Thursday, July 07, 2005
- Begging to Differ points us to this exemplary Instapundit post, containing a collection of live blog accounts from the London terror attacks: it's an example of how news dissemination will never be the same again.
- Today is not an easy day to be a public transit commuter, anywhere. We've some friends living in southwest London - who are thankfully safe, although they are transit riders. Chicago, like most major cities, has reported increased security in its public transit system starting today; but I didn't notice any increased presence yet this morning. I'll report on what I see tonight on the ride home. [MORE: CTA Security tips for bus and rail, CTA Tattler, ChicagoIST, and Gapers Block on the news]
- Browse hundreds of newpaper front pages from around the U.S. and the world at a glance at the Newseum
- This news story makes me think of a Philip K. Dick novel:
"Secure optical data storage could soon literally be at your fingertips thanks to work being carried out in Japan. Yoshio Hayasaki and his colleagues have discovered that data can be written into a human fingernail by irradiating it with femtosecond laser pulses. Capacities are said to be up to 5 mega bits and the stored data lasts for 6 months - the length of time it takes a fingernail to be completely replaced." [Optics.org, via SlashDot]
Optics.org quotes the inventor,"I don't like carrying around a large number of cards, money and papers," Hayasaki from Tokushima University told Optics.org. "I think that a key application will be personal authentication. Data stored in a fingernail can be used with biometrics, such as fingerprint authentication and intravenous authentication of the finger."
So much valuable information, all on a finger! I can think of a few ugly fraud scenarios, mainly involving bolt and cigar cutters.
...
Although the initial experiments have concentrated on small pieces of nail, the team is now developing a system that can write data to a fingernail which is still attached to a finger. "We will develop a femtosecond laser processing system that can record the data at the desired points with compensation for the movement of a finger," said Hayasaki. - BoingBoing has a post today on Chicago's police spycams, which now not only watch, but listen. I saw one up close and personal for the first time last weekend, mounted on a pole near the Morse Red Line "L" stop: it looked like a little box-shaped cop-on-a-stick.
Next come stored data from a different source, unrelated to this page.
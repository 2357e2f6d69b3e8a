//! Per-voice signal graphs.
//!
//! A graph is built on the control path, shipped to the renderer inside a
//! [`Voice`](crate::synth::voice::Voice), and from then on only rendered.

/// Core trait shared by all graph nodes.
pub mod node;
/// Oscillators, noise and FM routing for one note.
pub mod voice_graph;

pub use node::{GraphNode, RenderCtx};
pub use voice_graph::VoiceGraph;
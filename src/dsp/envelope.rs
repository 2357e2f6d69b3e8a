use crate::{graph::node::RenderCtx, MIN_SEGMENT};

/*
ADSR Envelope
=============

The envelope is the per-voice gain trajectory: it multiplies the voice's
mixed oscillators so a note fades in, settles, and fades out.

Vocabulary
----------

  level       Current output gain (0.0 to 1.0).

  stage       Attack, Decay, Sustain, Release or Done.

  segment     One linear ramp. Each ramp is measured in whole samples and
              the level is interpolated from the elapsed sample count, so a
              ramp lands exactly on its target after `time * sample_rate`
              samples instead of drifting from accumulated increments.


The Shape
---------

  Level
    1.0 ┐     ╱╲
        │    ╱  ╲___________
    S   │   ╱               ╲
        │  ╱                 ╲
    0.0 └─╱───────────────────╲──→ Time
         t0   +A   +D        tr   tr+R

  attack   0 → 1      over [t0, t0 + A]
  decay    1 → S      over [t0 + A, t0 + A + D]
  sustain  hold S     until stop
  release  level → 0  over [tr, tr + R], starting from wherever we are


Transitions
-----------

    ┌──────┐ trigger ┌────────┐ elapsed=A ┌───────┐ elapsed=D ┌─────────┐
    │ Done │ ──────→ │ Attack │ ────────→ │ Decay │ ────────→ │ Sustain │
    └──────┘         └────────┘           └───────┘           └─────────┘
        ↑                 │ stop              │ stop               │ stop
        │                 ↓                   ↓                    ↓
        │            ┌───────────────────────────────────────────────┐
        └─────────── │                    Release                     │
          elapsed=R  └───────────────────────────────────────────────┘

Everything is time driven except the move into Release, which needs an
explicit stop. Every segment is at least 1 ms long so a zero setting still
produces a (very short) ramp rather than a click.
*/

/// The current stage of the envelope state machine.
#[derive(Debug, Clone, Copy, PartialEq, Eq)]
pub enum EnvelopeState {
    Attack,
    Decay,
    Sustain,
    Release,
    Done,
}

pub struct Envelope {
    attack_time: f32,
    decay_time: f32,
    sustain_level: f32,
    release_time: f32,

    stage: EnvelopeState,
    level: f32,

    // Samples elapsed in the current segment, and its total length
    elapsed: u32,
    segment_samples: u32,

    // Level at the moment release began
    release_start_level: f32,
}

impl Envelope {
    pub fn adsr(attack: f32, decay: f32, sustain: f32, release: f32) -> Self {
        Self {
            attack_time: attack.max(MIN_SEGMENT),
            decay_time: decay.max(MIN_SEGMENT),
            sustain_level: sustain.clamp(0.0, 1.0),
            release_time: release.max(MIN_SEGMENT),

            stage: EnvelopeState::Done,
            level: 0.0,
            elapsed: 0,
            segment_samples: 1,
            release_start_level: 0.0,
        }
    }

    fn segment_length(seconds: f32, sample_rate: f32) -> u32 {
        (seconds * sample_rate).round().max(1.0) as u32
    }

    /// Start the attack ramp from zero.
    pub fn note_on(&mut self, ctx: &RenderCtx) {
        self.level = 0.0;
        self.stage = EnvelopeState::Attack;
        self.elapsed = 0;
        self.segment_samples = Self::segment_length(self.attack_time, ctx.sample_rate);
    }

    /// Begin the release ramp from the current level. No-op once done or
    /// already releasing.
    pub fn note_off(&mut self, ctx: &RenderCtx) {
        if matches!(self.stage, EnvelopeState::Done | EnvelopeState::Release) {
            return;
        }

        self.release_start_level = self.level;
        self.elapsed = 0;
        self.segment_samples = Self::segment_length(self.release_time, ctx.sample_rate);
        self.stage = EnvelopeState::Release;
    }

    /// Emit the level for the current sample, then advance one sample.
    pub fn next_sample(&mut self, ctx: &RenderCtx) -> f32 {
        let progress = self.elapsed as f32 / self.segment_samples as f32;

        self.level = match self.stage {
            EnvelopeState::Attack => progress,
            EnvelopeState::Decay => 1.0 - (1.0 - self.sustain_level) * progress,
            EnvelopeState::Sustain => self.sustain_level,
            EnvelopeState::Release => self.release_start_level * (1.0 - progress),
            EnvelopeState::Done => 0.0,
        };

        if matches!(
            self.stage,
            EnvelopeState::Attack | EnvelopeState::Decay | EnvelopeState::Release
        ) {
            self.elapsed += 1;
            if self.elapsed >= self.segment_samples {
                self.advance_stage(ctx);
            }
        }

        debug_assert!((0.0..=1.0).contains(&self.level));
        self.level
    }

    fn advance_stage(&mut self, ctx: &RenderCtx) {
        self.elapsed = 0;
        match self.stage {
            EnvelopeState::Attack => {
                self.stage = EnvelopeState::Decay;
                self.segment_samples = Self::segment_length(self.decay_time, ctx.sample_rate);
            }
            EnvelopeState::Decay => {
                self.stage = EnvelopeState::Sustain;
            }
            EnvelopeState::Release => {
                self.stage = EnvelopeState::Done;
            }
            EnvelopeState::Sustain | EnvelopeState::Done => {}
        }
    }

    /// Render a block of envelope values into the buffer.
    pub fn render(&mut self, buffer: &mut [f32], ctx: &RenderCtx) {
        for sample in buffer.iter_mut() {
            *sample = self.next_sample(ctx);
        }
    }

    /// True until the release ramp has finished.
    pub fn is_active(&self) -> bool {
        self.stage != EnvelopeState::Done
    }

    pub fn level(&self) -> f32 {
        self.level
    }

    pub fn state(&self) -> EnvelopeState {
        self.stage
    }

    pub fn release_time(&self) -> f32 {
        self.release_time
    }
}
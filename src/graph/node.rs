use crate::synth::note::NoteId;

/// Context passed to graph nodes during rendering
///
/// Contains information about what to render:
/// - sample_rate: Audio sample rate (e.g., 48000.0)
/// - frequency: Pitch to render (Hz)
/// - velocity: Intensity/loudness (0.0-127.0, MIDI-style)
/// - time: Seconds since the voice started
#[derive(Debug, Clone, Copy)]
pub struct RenderCtx {
    pub sample_rate: f32,
    pub frequency: f32,
    pub velocity: f32,
    pub time: f64,
}

impl RenderCtx {
    /// Create context from a note label's equal-tempered pitch
    pub fn from_note(sample_rate: f32, note: NoteId, velocity: f32) -> Self {
        Self::from_freq(sample_rate, note.frequency(), velocity)
    }

    /// Create context from a direct frequency
    pub fn from_freq(sample_rate: f32, frequency: f32, velocity: f32) -> Self {
        Self {
            sample_rate,
            frequency,
            velocity,
            time: 0.0,
        }
    }

    pub fn at_time(mut self, time: f64) -> Self {
        self.time = time;
        self
    }
}

/// Core trait for audio processing graph nodes
///
/// Nodes render a stereo block and respond to note events. `render_block`
/// overwrites both buffers; the caller sums voices.
pub trait GraphNode: Send {
    fn render_block(&mut self, left: &mut [f32], right: &mut [f32], ctx: &RenderCtx);

    /// Triggered when a note starts
    ///
    /// Default implementation does nothing (passthrough nodes).
    fn note_on(&mut self, _ctx: &RenderCtx) {
        // Default: do nothing
    }

    /// Triggered when a note is released
    ///
    /// Default implementation does nothing (passthrough nodes).
    fn note_off(&mut self, _ctx: &RenderCtx) {
        // Default: do nothing
    }

    fn get_envelope_level(&self) -> Option<f32> {
        None
    }

    /// Seconds between `note_off` and silence.
    fn release_time(&self) -> f32 {
        0.0
    }

    /// Check if this node is still producing sound
    ///
    /// Used by voice management to know when a voice can be freed.
    fn is_active(&self) -> bool {
        true
    }
}

/// Allow boxed graph nodes to be used as graph nodes (for dynamic dispatch)
impl GraphNode for Box<dyn GraphNode> {
    fn render_block(&mut self, left: &mut [f32], right: &mut [f32], ctx: &RenderCtx) {
        (**self).render_block(left, right, ctx)
    }

    fn note_on(&mut self, ctx: &RenderCtx) {
        (**self).note_on(ctx)
    }

    fn note_off(&mut self, ctx: &RenderCtx) {
        (**self).note_off(ctx)
    }

    fn get_envelope_level(&self) -> Option<f32> {
        (**self).get_envelope_level()
    }

    fn release_time(&self) -> f32 {
        (**self).release_time()
    }

    fn is_active(&self) -> bool {
        (**self).is_active()
    }
}
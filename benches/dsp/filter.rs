//! Benchmarks for the state-variable filter and the formant bank.

use std::hint::black_box;

use criterion::{BenchmarkId, Criterion};
use saavy_synth::dsp::{
    filter::{SVFilter, SvfCoefficients},
    formant::FormantBank,
    FilterType, Vowel,
};

use crate::{BLOCK_SIZES, SAMPLE_RATE};

pub fn bench_filter(c: &mut Criterion) {
    let mut group = c.benchmark_group("dsp/filter");

    for &size in BLOCK_SIZES {
        // Sawtooth-like ramp
        let input: Vec<f32> = (0..size)
            .map(|i| (i as f32 / size as f32) * 2.0 - 1.0)
            .collect();
        let mut buffer = input.clone();

        for kind in [FilterType::Lowpass, FilterType::Bandpass, FilterType::Peaking] {
            let coeffs = SvfCoefficients::new(kind, 1_000.0, 2.0, 6.0, SAMPLE_RATE);
            let mut filter = SVFilter::new();
            group.bench_with_input(BenchmarkId::new(kind.name(), size), &size, |b, _| {
                b.iter(|| {
                    buffer.copy_from_slice(&input);
                    filter.render(black_box(&mut buffer), black_box(&coeffs));
                })
            });
        }

        // Gliding cutoff recomputes coefficients every sample
        let mut filter = SVFilter::new();
        group.bench_with_input(BenchmarkId::new("lowpass_sweep", size), &size, |b, _| {
            b.iter(|| {
                for (i, sample) in buffer.iter_mut().enumerate() {
                    let cutoff = 200.0 + i as f32 * 10.0;
                    let coeffs =
                        SvfCoefficients::new(FilterType::Lowpass, cutoff, 0.707, 0.0, SAMPLE_RATE);
                    *sample = filter.process(input[i], &coeffs);
                }
                black_box(&buffer);
            })
        });

        let mut formant = FormantBank::new(Vowel::O, SAMPLE_RATE);
        let mut right = input.clone();
        group.bench_with_input(BenchmarkId::new("formant", size), &size, |b, _| {
            b.iter(|| {
                buffer.copy_from_slice(&input);
                right.copy_from_slice(&input);
                formant.render(black_box(&mut buffer), black_box(&mut right));
            })
        });
    }

    group.finish();
}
- Burned a CD/DVD-ROM, but no protective case to transport it? Try my quick-and-dirty "fishwrap" method. All you need is an ordinary letter-size sheet of paper:
- Lay the disc face-down on the center of the sheet.
- Fold the lower right corner upward diagonally over the disc (aiming across the center of the disc), the press the fold down.
- Turn the packet clockwise 90 degrees, and repeat the fold using the next corner.
- Repeat with the remaining two corners, and you now have a neatly-wrapped square packet that will protect your disc from scratches and fingerprints until you locate a proper storage binder or jewelcase.